Would you output the entries below only from the line containing "use raster_tiler::error::IoError;" through the line containing "assert_eq!(generator.channel_type(), ChannelType::Uint16);", exactly as they stand and with both ends included?

## Supplied records:
=== Begin Enclosure ===

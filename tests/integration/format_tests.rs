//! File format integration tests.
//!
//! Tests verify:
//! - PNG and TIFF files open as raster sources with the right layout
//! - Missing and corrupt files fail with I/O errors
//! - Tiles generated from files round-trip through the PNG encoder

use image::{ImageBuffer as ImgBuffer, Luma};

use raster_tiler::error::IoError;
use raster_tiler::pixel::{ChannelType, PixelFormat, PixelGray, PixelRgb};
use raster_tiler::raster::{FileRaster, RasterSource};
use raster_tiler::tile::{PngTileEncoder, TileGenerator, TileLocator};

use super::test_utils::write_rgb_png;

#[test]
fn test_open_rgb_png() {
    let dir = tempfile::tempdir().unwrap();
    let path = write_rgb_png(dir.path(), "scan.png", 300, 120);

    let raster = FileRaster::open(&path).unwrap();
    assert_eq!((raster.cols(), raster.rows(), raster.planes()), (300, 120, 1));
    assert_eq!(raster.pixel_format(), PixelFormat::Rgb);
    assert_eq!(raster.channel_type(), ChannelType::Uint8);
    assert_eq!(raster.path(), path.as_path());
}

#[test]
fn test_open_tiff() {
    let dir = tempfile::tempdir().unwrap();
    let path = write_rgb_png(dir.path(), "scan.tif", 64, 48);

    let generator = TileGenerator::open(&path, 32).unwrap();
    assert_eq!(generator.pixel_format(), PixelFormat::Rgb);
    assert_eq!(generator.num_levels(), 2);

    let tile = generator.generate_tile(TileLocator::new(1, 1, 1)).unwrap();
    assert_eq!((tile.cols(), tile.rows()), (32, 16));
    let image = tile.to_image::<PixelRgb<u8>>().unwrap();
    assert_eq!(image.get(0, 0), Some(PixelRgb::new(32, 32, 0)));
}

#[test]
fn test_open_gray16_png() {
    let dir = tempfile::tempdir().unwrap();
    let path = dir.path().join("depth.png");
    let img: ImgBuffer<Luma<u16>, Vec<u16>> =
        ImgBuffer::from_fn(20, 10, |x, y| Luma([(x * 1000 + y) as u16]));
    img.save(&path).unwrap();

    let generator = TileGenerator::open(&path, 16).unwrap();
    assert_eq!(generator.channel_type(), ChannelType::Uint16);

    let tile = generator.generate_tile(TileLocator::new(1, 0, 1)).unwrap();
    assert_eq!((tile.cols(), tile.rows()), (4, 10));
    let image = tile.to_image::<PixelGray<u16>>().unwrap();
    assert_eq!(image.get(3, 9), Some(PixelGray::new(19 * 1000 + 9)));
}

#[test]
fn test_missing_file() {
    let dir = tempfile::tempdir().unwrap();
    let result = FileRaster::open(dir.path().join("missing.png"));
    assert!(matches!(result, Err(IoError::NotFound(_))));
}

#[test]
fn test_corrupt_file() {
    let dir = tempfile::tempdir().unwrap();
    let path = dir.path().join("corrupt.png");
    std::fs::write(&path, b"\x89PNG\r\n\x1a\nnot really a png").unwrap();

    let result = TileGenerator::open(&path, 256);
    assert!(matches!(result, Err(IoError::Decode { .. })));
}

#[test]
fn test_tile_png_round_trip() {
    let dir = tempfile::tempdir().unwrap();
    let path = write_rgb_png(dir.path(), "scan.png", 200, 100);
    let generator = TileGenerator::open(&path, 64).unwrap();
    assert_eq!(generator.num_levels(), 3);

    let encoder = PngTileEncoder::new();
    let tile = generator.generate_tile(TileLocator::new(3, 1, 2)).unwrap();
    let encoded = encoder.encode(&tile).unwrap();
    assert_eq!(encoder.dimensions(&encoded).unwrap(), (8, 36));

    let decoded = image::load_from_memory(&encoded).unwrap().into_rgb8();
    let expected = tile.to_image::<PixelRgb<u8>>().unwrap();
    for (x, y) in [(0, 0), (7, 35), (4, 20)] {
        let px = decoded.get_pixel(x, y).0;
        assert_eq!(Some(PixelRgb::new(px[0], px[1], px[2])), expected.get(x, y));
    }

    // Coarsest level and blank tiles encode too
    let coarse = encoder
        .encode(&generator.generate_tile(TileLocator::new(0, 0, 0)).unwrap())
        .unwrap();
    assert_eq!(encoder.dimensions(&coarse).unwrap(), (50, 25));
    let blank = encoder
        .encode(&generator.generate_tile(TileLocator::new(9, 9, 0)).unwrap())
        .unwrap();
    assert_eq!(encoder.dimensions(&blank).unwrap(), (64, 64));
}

=== End Enclosure ===

## Output for this exercise:
use raster_tiler::error::IoError;
use raster_tiler::pixel::{ChannelType, PixelFormat, PixelGray, PixelRgb};
use raster_tiler::raster::{FileRaster, RasterSource};
use raster_tiler::tile::{PngTileEncoder, TileGenerator, TileLocator};

use super::test_utils::write_rgb_png;

#[test]
fn test_open_rgb_png() {
    let dir = tempfile::tempdir().unwrap();
    let path = write_rgb_png(dir.path(), "scan.png", 300, 120);

    let raster = FileRaster::open(&path).unwrap();
    assert_eq!((raster.cols(), raster.rows(), raster.planes()), (300, 120, 1));
    assert_eq!(raster.pixel_format(), PixelFormat::Rgb);
    assert_eq!(raster.channel_type(), ChannelType::Uint8);
    assert_eq!(raster.path(), path.as_path());
}

#[test]
fn test_open_tiff() {
    let dir = tempfile::tempdir().unwrap();
    let path = write_rgb_png(dir.path(), "scan.tif", 64, 48);

    let generator = TileGenerator::open(&path, 32).unwrap();
    assert_eq!(generator.pixel_format(), PixelFormat::Rgb);
    assert_eq!(generator.num_levels(), 2);

    let tile = generator.generate_tile(TileLocator::new(1, 1, 1)).unwrap();
    assert_eq!((tile.cols(), tile.rows()), (32, 16));
    let image = tile.to_image::<PixelRgb<u8>>().unwrap();
    assert_eq!(image.get(0, 0), Some(PixelRgb::new(32, 32, 0)));
}

#[test]
fn test_open_gray16_png() {
    let dir = tempfile::tempdir().unwrap();
    let path = dir.path().join("depth.png");
    let img: ImgBuffer<Luma<u16>, Vec<u16>> =
        ImgBuffer::from_fn(20, 10, |x, y| Luma([(x * 1000 + y) as u16]));
    img.save(&path).unwrap();

    let generator = TileGenerator::open(&path, 16).unwrap();
    assert_eq!(generator.channel_type(), ChannelType::Uint16);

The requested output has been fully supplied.